Input material START

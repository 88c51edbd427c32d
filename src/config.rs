//! Configuration for query logging.

use std::time::Duration;

use tracing::Dispatch;

use crate::error::ConfigError;
use crate::filter::{default_filters, FrameFilter};
use crate::resolver::FrameResolver;
use crate::tracer::TracingLogger;

/// Queries slower than this are reported unless configured otherwise.
pub const DEFAULT_SLOW_THRESHOLD: Duration = Duration::from_millis(200);

/// First stack depth considered by call-site resolution.
pub const DEFAULT_MIN_DEPTH: usize = 2;

/// Stack depth (exclusive) at which call-site resolution gives up.
pub const DEFAULT_MAX_DEPTH: usize = 15;

/// Configuration options for a [`TracingLogger`].
///
/// # Example
///
/// ```rust
/// use sea_orm_tracelog::LoggerConfig;
/// use std::time::Duration;
///
/// let config = LoggerConfig::default()
///     .with_query_logging(true)
///     .with_slow_query_threshold(Duration::from_millis(100));
/// ```
#[derive(Debug, Clone)]
pub struct LoggerConfig {
    /// Where records are sent. Required by [`build`](Self::build).
    /// Default: `None`
    pub dispatch: Option<Dispatch>,

    /// Queries taking longer than this are logged at WARN level.
    /// A zero duration disables slow-query reporting.
    /// Default: 200ms
    pub slow_query_threshold: Duration,

    /// Log every query at DEBUG level, not only slow or failed ones.
    /// Default: `false`
    pub log_queries: bool,

    /// Frames matching any of these are never reported as the caller.
    /// Default: [`default_filters`]
    pub frame_filters: Vec<FrameFilter>,

    /// First stack depth considered when resolving the caller.
    /// Default: 2
    pub min_depth: usize,

    /// Stack depth (exclusive) at which resolution falls back.
    /// Default: 15
    pub max_depth: usize,
}

impl Default for LoggerConfig {
    fn default() -> Self {
        Self {
            dispatch: None,
            slow_query_threshold: DEFAULT_SLOW_THRESHOLD,
            log_queries: false,
            frame_filters: default_filters(),
            min_depth: DEFAULT_MIN_DEPTH,
            max_depth: DEFAULT_MAX_DEPTH,
        }
    }
}

impl LoggerConfig {
    /// Create a new configuration with default values.
    pub fn new() -> Self {
        Self::default()
    }

    /// Set the dispatch records are written to.
    pub fn with_dispatch(mut self, dispatch: Dispatch) -> Self {
        self.dispatch = Some(dispatch);
        self
    }

    /// Set the threshold for slow query warnings.
    pub fn with_slow_query_threshold(mut self, threshold: Duration) -> Self {
        self.slow_query_threshold = threshold;
        self
    }

    /// Enable or disable DEBUG records for every query.
    ///
    /// **Security Warning**: records carry the rendered SQL including bound values.
    pub fn with_query_logging(mut self, enabled: bool) -> Self {
        self.log_queries = enabled;
        self
    }

    /// Exclude one more kind of frame from call-site resolution.
    ///
    /// Use this for in-house layers between your handlers and SeaORM, such as a
    /// repository crate.
    pub fn with_frame_filter(mut self, filter: FrameFilter) -> Self {
        self.frame_filters.push(filter);
        self
    }

    /// Replace the whole exclusion list.
    pub fn with_frame_filters(mut self, filters: Vec<FrameFilter>) -> Self {
        self.frame_filters = filters;
        self
    }

    /// Set the window of stack depths scanned for the caller.
    pub fn with_depth_range(mut self, min_depth: usize, max_depth: usize) -> Self {
        self.min_depth = min_depth;
        self.max_depth = max_depth;
        self
    }

    /// Create a development-friendly configuration that logs every query.
    ///
    /// **Warning**: Do not use in production as it logs all SQL with bound values.
    pub fn development() -> Self {
        Self {
            slow_query_threshold: Duration::from_millis(100),
            log_queries: true,
            ..Self::default()
        }
    }

    /// Create a production configuration that only reports slow and failed queries.
    pub fn production() -> Self {
        Self {
            slow_query_threshold: Duration::from_secs(1),
            log_queries: false,
            ..Self::default()
        }
    }

    /// Validate the configuration and build the logger.
    pub fn build(self) -> Result<TracingLogger, ConfigError> {
        let dispatch = self.dispatch.ok_or(ConfigError::MissingDispatch)?;
        if self.min_depth >= self.max_depth {
            return Err(ConfigError::InvalidDepthRange {
                min: self.min_depth,
                max: self.max_depth,
            });
        }
        let resolver = FrameResolver::new(self.frame_filters, self.min_depth, self.max_depth);
        TracingLogger::from_parts(dispatch, self.slow_query_threshold, self.log_queries, resolver)
    }
}

#[cfg(test)]
mod tests {
    use super::*;
    use crate::testing::Capture;

    #[test]
    fn test_defaults() {
        let config = LoggerConfig::default();
        assert!(config.dispatch.is_none());
        assert_eq!(config.slow_query_threshold, Duration::from_millis(200));
        assert!(!config.log_queries);
        assert_eq!(config.frame_filters, default_filters());
        assert_eq!((config.min_depth, config.max_depth), (2, 15));
    }

    #[test]
    fn test_builder() {
        let config = LoggerConfig::default()
            .with_query_logging(true)
            .with_slow_query_threshold(Duration::ZERO)
            .with_frame_filter(FrameFilter::package("app-repo"));

        assert!(config.log_queries);
        assert!(config.slow_query_threshold.is_zero());
        assert_eq!(config.frame_filters.last(), Some(&FrameFilter::package("app-repo")));
    }

    #[test]
    fn test_development_config() {
        let config = LoggerConfig::development();
        assert!(config.log_queries);
        assert_eq!(config.slow_query_threshold, Duration::from_millis(100));
    }

    #[test]
    fn test_production_config() {
        let config = LoggerConfig::production();
        assert!(!config.log_queries);
        assert_eq!(config.slow_query_threshold, Duration::from_secs(1));
    }

    #[test]
    fn test_build_requires_dispatch() {
        let err = LoggerConfig::default().build().unwrap_err();
        assert_eq!(err, ConfigError::MissingDispatch);
    }

    #[test]
    fn test_build_rejects_noop_dispatch() {
        let err = LoggerConfig::default()
            .with_dispatch(Dispatch::none())
            .build()
            .unwrap_err();
        assert_eq!(err, ConfigError::NoSubscriber);
    }

    #[test]
    fn test_build_rejects_empty_depth_range() {
        let err = LoggerConfig::default()
            .with_dispatch(Capture::new().dispatch())
            .with_depth_range(5, 5)
            .build()
            .unwrap_err();
        assert_eq!(err, ConfigError::InvalidDepthRange { min: 5, max: 5 });
    }

    #[test]
    fn test_build_carries_settings() {
        let logger = LoggerConfig::development()
            .with_dispatch(Capture::new().dispatch())
            .build()
            .unwrap();
        assert!(logger.log_queries);
        assert_eq!(logger.slow_threshold, Duration::from_millis(100));
    }
}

Input material END

Show the lines in the entries above that include the string "const".

pub const DEFAULT_SLOW_THRESHOLD: Duration = Duration::from_millis(200);
pub const DEFAULT_MIN_DEPTH: usize = 2;
pub const DEFAULT_MAX_DEPTH: usize = 15;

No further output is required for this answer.